The bottom line is that the proposed one-cent-per-ounce tax on sugar-sweetened beverages sold in Berkeley would reduce sugar consumption, and that would be good for the health of the population.
Were the measure to pass, it seems pretty clear that the tax would be passed on to consumers in the form of higher prices – 12 cents on a can of Coke, 20 cents on a 20-ounce bottle of Pepsi, and 64 cents on a two-liter plastic jug of 7-Up. Because these different containers currently tend to be priced from between 3 cents and 8 cents per ounce of soda, the price increase faced by consumers would vary between about 12 and 33 percent depending on what size they buy.
Based on studies of taxes imposed on products like gasoline and cigarettes, we can be reasonably confident that the Berkeley tax would in the short and medium term yield a reduction in sugar-sweetened soda consumption of at least 8 percent (although some recent scholarship on a broader-based sugar tax predicts a considerably greater quantity reduction).
To be sure, not all consumer responses to the price increase would be healthy ones. Some buyers would switch to equally sugary lower-price store brands (e.g. Kirkland cola), or to cheaper per ounce larger containers that they would not consume all at once. Still others would substitute spending on other sugary products like candies and ice cream. Moreover, some will go out of their way to purchase their sodas in nearby untaxed jurisdictions like Oakland or Albany, or will go out of their way to buy them from markets offering sodas at lower prices as compared with the mini-marts where they currently shop. Nevertheless, many others will simply consume less soda, and if they cut back enough to have money left in their pockets they will spend instead non-sugary substitutes.
Taking all of these responses into account, a not insignificant reduction would occur in the amount of sugar consumed by people living in Berkeley – and that would be good for public health. While there is ongoing controversy over whether saturated fat is really bad for you, or even whether salt is all that dangerous, there seems nearly universal agreement on the population health risks of too much sugar. Lower-income people who are likely to be disproportionately prodded to change their diets by the soda tax are also the group that is going to benefit most from the change. This is a critical fact to remember when faced with claims about the regressive nature of the proposed soda tax.
And, while it may be true that many so-called mom and pop grocers make a significant share of their profits from the sale of sugary drinks (as they may also from the sale of tobacco products), voting against the tax in order to protect those profits seems misguided. Instead, these shops should be helped to encourage their regular sugar-sweetened soda buyers to switch to buying healthier foods and drink instead. Such a shift would maintain these stores’ profits and make them healthier contributors to their neighborhood.
Demand for sugar-sweetened beverages today is importantly influenced by marketing campaigns (advertising and the like) which do more than merely battle over market share. Many unbranded healthy products like bulk fruits and vegetables do not enjoy these same promotional advantages. A tax on sugar-sweetened beverages can be seen as moving the market closer to where it would be in a world of fewer market imperfections. In this light, the proposed tax can be understood to be helping the market work better rather than unfairly picking out Coke, Pepsi and the like.
Don’t count on Berkeley spending the proceeds of the soda tax on public health campaigns promoting healthier eating. Across the nation, little of the tobacco tax revenues (or payments by the tobacco companies to governments under the so-called Master Settlement Agreement) are used to support tobacco control programs. Yet, if the new soda tax revenues go simply to support a range of regular city services – like police, fire, roads and parks, libraries, social services, and more – modest income households in Berkeley might well disproportionately enjoy the benefits. And, so, even if those households were to disproportionately bear the economic burden of the taxes, some would find that a fair enough quid pro quo.

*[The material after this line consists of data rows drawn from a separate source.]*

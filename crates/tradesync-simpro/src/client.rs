//! HTTP client for the Simpro REST API.
//!
//! Wraps `reqwest` with Simpro-specific error handling, bearer-token auth,
//! header-driven pagination, and typed response deserialization. A 404 on a
//! direct resource lookup surfaces as [`SimproError::NotFound`], which the
//! deletion validator treats as "confirmed absent" rather than a failure.

use std::time::Duration;

use chrono::NaiveDate;
use reqwest::{Client, StatusCode, Url};
use serde::de::DeserializeOwned;

use tradesync_core::chunk::chunks;

use crate::error::SimproError;
use crate::retry::retry_with_backoff;
use crate::types::{
    CostCenterFinancials, JobCostCenter, Lead, Quote, Schedule, SchedulePath, Site,
};

/// List endpoints page at this size.
const PAGE_SIZE: usize = 100;

/// Maximum ids per `ID=in(...)` filter before the query string gets unwieldy.
const ID_FILTER_BATCH: usize = 50;

/// Client for the Simpro REST API.
///
/// The base URL must include the company segment, e.g.
/// `https://host/api/v1.0/companies/0`. Use [`SimproClient::with_base_url`]
/// to point at a mock server in tests.
pub struct SimproClient {
    client: Client,
    api_key: String,
    base_url: Url,
    max_retries: u32,
    backoff_base_ms: u64,
}

impl SimproClient {
    /// Creates a new client.
    ///
    /// # Errors
    ///
    /// Returns [`SimproError::Http`] if the underlying `reqwest::Client`
    /// cannot be constructed, or [`SimproError::InvalidUrl`] if `base_url`
    /// does not parse.
    pub fn new(
        base_url: &str,
        api_key: &str,
        timeout_secs: u64,
        max_retries: u32,
        backoff_base_ms: u64,
    ) -> Result<Self, SimproError> {
        Self::with_base_url(base_url, api_key, timeout_secs, max_retries, backoff_base_ms)
    }

    /// Creates a new client with an arbitrary base URL (for wiremock tests).
    ///
    /// # Errors
    ///
    /// Same as [`SimproClient::new`].
    pub fn with_base_url(
        base_url: &str,
        api_key: &str,
        timeout_secs: u64,
        max_retries: u32,
        backoff_base_ms: u64,
    ) -> Result<Self, SimproError> {
        let client = Client::builder()
            .timeout(Duration::from_secs(timeout_secs))
            .connect_timeout(Duration::from_secs(10))
            .user_agent("tradesync/0.1 (simpro-sync)")
            .build()?;

        // Normalise: ensure the base URL ends with exactly one slash so that
        // Url::join appends path segments instead of replacing the last one.
        let normalised = format!("{}/", base_url.trim_end_matches('/'));
        let base_url = Url::parse(&normalised)
            .map_err(|e| SimproError::InvalidUrl(format!("'{base_url}': {e}")))?;

        Ok(Self {
            client,
            api_key: api_key.to_owned(),
            base_url,
            max_retries,
            backoff_base_ms,
        })
    }

    /// Lists schedules whose date falls after `since` (exclusive).
    ///
    /// # Errors
    ///
    /// - [`SimproError::Api`] on a non-2xx response other than 404.
    /// - [`SimproError::Http`] on network failure.
    /// - [`SimproError::Deserialize`] if a page does not match the expected
    ///   shape.
    pub async fn list_schedules(&self, since: NaiveDate) -> Result<Vec<Schedule>, SimproError> {
        let date_filter = format!("gt({})", since.format("%Y-%m-%d"));
        self.list_paginated(
            "schedules/",
            &[
                ("Date", date_filter),
                (
                    "columns",
                    "ID,Reference,Type,TotalHours,Staff,Date".to_owned(),
                ),
            ],
        )
        .await
    }

    /// Lists all quotations.
    ///
    /// # Errors
    ///
    /// Same classes as [`SimproClient::list_schedules`].
    pub async fn list_quotes(&self) -> Result<Vec<Quote>, SimproError> {
        self.list_paginated(
            "quotes/",
            &[(
                "columns",
                "ID,Description,Customer,Site,Stage,DateIssued".to_owned(),
            )],
        )
        .await
    }

    /// Lists all leads.
    ///
    /// # Errors
    ///
    /// Same classes as [`SimproClient::list_schedules`].
    pub async fn list_leads(&self) -> Result<Vec<Lead>, SimproError> {
        self.list_paginated(
            "leads/",
            &[(
                "columns",
                "ID,LeadName,Customer,Site,Stage,DateCreated".to_owned(),
            )],
        )
        .await
    }

    /// Lists all cost-center lines across jobs.
    ///
    /// # Errors
    ///
    /// Same classes as [`SimproClient::list_schedules`].
    pub async fn list_job_cost_centers(&self) -> Result<Vec<JobCostCenter>, SimproError> {
        self.list_paginated(
            "jobCostCenters/",
            &[("columns", "ID,Name,Job,Section,DateModified".to_owned())],
        )
        .await
    }

    /// Direct existence lookup for one schedule by its full composite path.
    ///
    /// Returns `Ok(None)` when Simpro reports 404, meaning the schedule is
    /// confirmed absent.
    ///
    /// # Errors
    ///
    /// [`SimproError::Api`], [`SimproError::Http`] or
    /// [`SimproError::Deserialize`] on any failure other than 404.
    pub async fn get_cost_center_schedule(
        &self,
        path: SchedulePath,
        schedule_id: i64,
    ) -> Result<Option<Schedule>, SimproError> {
        let endpoint = format!(
            "jobs/{}/sections/{}/costCenters/{}/schedules/{}",
            path.job_id, path.section_id, path.cost_center_id, schedule_id
        );
        self.get_optional(&endpoint, &[]).await
    }

    /// Fetches one customer site with its address, for suburb enrichment.
    ///
    /// Returns `Ok(None)` when the site no longer exists.
    ///
    /// # Errors
    ///
    /// Same classes as [`SimproClient::get_cost_center_schedule`].
    pub async fn get_site(&self, site_id: i64) -> Result<Option<Site>, SimproError> {
        self.get_optional(
            &format!("sites/{site_id}"),
            &[("columns", "ID,Name,Address".to_owned())],
        )
        .await
    }

    /// Fetches the claimed and total figures for one cost center.
    ///
    /// Returns `Ok(None)` when the cost center no longer exists.
    ///
    /// # Errors
    ///
    /// Same classes as [`SimproClient::get_cost_center_schedule`].
    pub async fn get_cost_center_financials(
        &self,
        path: SchedulePath,
    ) -> Result<Option<CostCenterFinancials>, SimproError> {
        let endpoint = format!(
            "jobs/{}/sections/{}/costCenters/{}",
            path.job_id, path.section_id, path.cost_center_id
        );
        self.get_optional(&endpoint, &[("columns", "ID,Name,Claimed,Total".to_owned())])
            .await
    }

    /// Point GET where a 404 is a meaningful answer, not a failure.
    async fn get_optional<T: DeserializeOwned>(
        &self,
        endpoint: &str,
        query: &[(&str, String)],
    ) -> Result<Option<T>, SimproError> {
        let url = self.build_url(endpoint, query)?;
        let result = retry_with_backoff(self.max_retries, self.backoff_base_ms, || {
            self.request_json(url.clone())
        })
        .await;

        match result {
            Ok(body) => {
                let value = serde_json::from_value(body).map_err(|e| SimproError::Deserialize {
                    context: endpoint.to_owned(),
                    source: e,
                })?;
                Ok(Some(value))
            }
            Err(e) if e.is_not_found() => Ok(None),
            Err(e) => Err(e),
        }
    }

    /// Fetches schedules matching the given ids via `ID=in(...)` filters,
    /// batched at [`ID_FILTER_BATCH`] ids per request.
    ///
    /// Ids absent from the result were not found; the caller derives absence
    /// by set difference.
    ///
    /// # Errors
    ///
    /// Same classes as [`SimproClient::list_schedules`]. A failure in one
    /// batch aborts the call; per-key isolation is layered above.
    pub async fn schedules_by_ids(&self, ids: &[i64]) -> Result<Vec<Schedule>, SimproError> {
        self.by_id_filter("schedules/", "ID,Reference,Type,TotalHours,Staff,Date", ids)
            .await
    }

    /// Fetches quotations matching the given ids via `ID=in(...)`.
    ///
    /// # Errors
    ///
    /// Same classes as [`SimproClient::schedules_by_ids`].
    pub async fn quotes_by_ids(&self, ids: &[i64]) -> Result<Vec<Quote>, SimproError> {
        self.by_id_filter("quotes/", "ID,Description,Customer,Site,Stage,DateIssued", ids)
            .await
    }

    /// Fetches leads matching the given ids via `ID=in(...)`.
    ///
    /// # Errors
    ///
    /// Same classes as [`SimproClient::schedules_by_ids`].
    pub async fn leads_by_ids(&self, ids: &[i64]) -> Result<Vec<Lead>, SimproError> {
        self.by_id_filter("leads/", "ID,LeadName,Customer,Site,Stage,DateCreated", ids)
            .await
    }

    /// Fetches cost-center lines matching the given ids via `ID=in(...)`.
    ///
    /// # Errors
    ///
    /// Same classes as [`SimproClient::schedules_by_ids`].
    pub async fn cost_centers_by_ids(&self, ids: &[i64]) -> Result<Vec<JobCostCenter>, SimproError> {
        self.by_id_filter("jobCostCenters/", "ID,Name,Job,Section,DateModified", ids)
            .await
    }

    async fn by_id_filter<T: DeserializeOwned>(
        &self,
        path: &str,
        columns: &str,
        ids: &[i64],
    ) -> Result<Vec<T>, SimproError> {
        let mut out = Vec::with_capacity(ids.len());
        for batch in chunks(ids, ID_FILTER_BATCH) {
            let filter = format!(
                "in({})",
                batch
                    .iter()
                    .map(ToString::to_string)
                    .collect::<Vec<_>>()
                    .join(",")
            );
            let mut items: Vec<T> = self
                .list_paginated(path, &[("ID", filter), ("columns", columns.to_owned())])
                .await?;
            out.append(&mut items);
        }
        Ok(out)
    }

    /// Walks a paginated list endpoint until the page count reported in the
    /// `Result-Pages` header is exhausted (or a short page arrives, when the
    /// header is missing).
    async fn list_paginated<T: DeserializeOwned>(
        &self,
        path: &str,
        base_query: &[(&str, String)],
    ) -> Result<Vec<T>, SimproError> {
        let mut out = Vec::new();
        let mut page = 1u32;
        loop {
            let mut query: Vec<(&str, String)> = base_query.to_vec();
            query.push(("pageSize", PAGE_SIZE.to_string()));
            query.push(("page", page.to_string()));
            let url = self.build_url(path, &query)?;

            let (body, total_pages) =
                retry_with_backoff(self.max_retries, self.backoff_base_ms, || {
                    self.request_page(url.clone())
                })
                .await?;

            let items: Vec<T> =
                serde_json::from_value(body).map_err(|e| SimproError::Deserialize {
                    context: format!("{path} page {page}"),
                    source: e,
                })?;
            let count = items.len();
            out.extend(items);

            let done = match total_pages {
                Some(pages) => page >= pages,
                None => count < PAGE_SIZE,
            };
            if done {
                break;
            }
            page += 1;
        }
        Ok(out)
    }

    fn build_url(&self, path: &str, query: &[(&str, String)]) -> Result<Url, SimproError> {
        let mut url = self
            .base_url
            .join(path)
            .map_err(|e| SimproError::InvalidUrl(format!("'{path}': {e}")))?;
        if !query.is_empty() {
            let mut pairs = url.query_pairs_mut();
            for (k, v) in query {
                pairs.append_pair(k, v);
            }
        }
        Ok(url)
    }

    /// Sends a GET request and parses the body as JSON, mapping 404 to
    /// [`SimproError::NotFound`] and other non-2xx statuses to
    /// [`SimproError::Api`].
    async fn request_json(&self, url: Url) -> Result<serde_json::Value, SimproError> {
        let (body, _) = self.request_page(url).await?;
        Ok(body)
    }

    /// As [`SimproClient::request_json`], additionally returning the
    /// `Result-Pages` pagination header when present.
    async fn request_page(&self, url: Url) -> Result<(serde_json::Value, Option<u32>), SimproError> {
        let response = self
            .client
            .get(url.clone())
            .bearer_auth(&self.api_key)
            .send()
            .await?;

        let status = response.status();
        if status == StatusCode::NOT_FOUND {
            return Err(SimproError::NotFound {
                context: url.path().to_owned(),
            });
        }

        let total_pages = response
            .headers()
            .get("Result-Pages")
            .and_then(|v| v.to_str().ok())
            .and_then(|v| v.parse().ok());

        if !status.is_success() {
            let message = response.text().await.unwrap_or_default();
            return Err(SimproError::Api {
                status: status.as_u16(),
                message: truncate_message(&message),
            });
        }

        let body = response.text().await?;
        let value = serde_json::from_str(&body).map_err(|e| SimproError::Deserialize {
            context: url.to_string(),
            source: e,
        })?;
        Ok((value, total_pages))
    }
}

/// Error bodies can be large HTML pages; keep logs and error chains short.
fn truncate_message(message: &str) -> String {
    const MAX: usize = 500;
    if message.len() <= MAX {
        message.to_owned()
    } else {
        let cut = message
            .char_indices()
            .take_while(|(i, _)| *i < MAX)
            .last()
            .map_or(0, |(i, c)| i + c.len_utf8());
        format!("{}…", &message[..cut])
    }
}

From the public health perspective, the broader goal is to change social norms around eating, making empty-calorie sugar-sweetened sodas but an occasional drink and not the routine daily drink of way too many people. The proposed soda tax can push in that direction – and, indeed, by the discussions it is generating, it might do so whether or not it actually passes.
My own policy preference would be a plan based on the cap and trade approach to carbon emissions. California food retailers (both stores and chain restaurants) would be required to reduce the amount of sugar that passes through their cash registers by, say, 5 percent a year for five years. At the end of that period, Californians overall would be consuming about 25 percent less sugar as a result of a myriad of different changes that retailers would make – and many people might not even realize that they are consuming significantly less.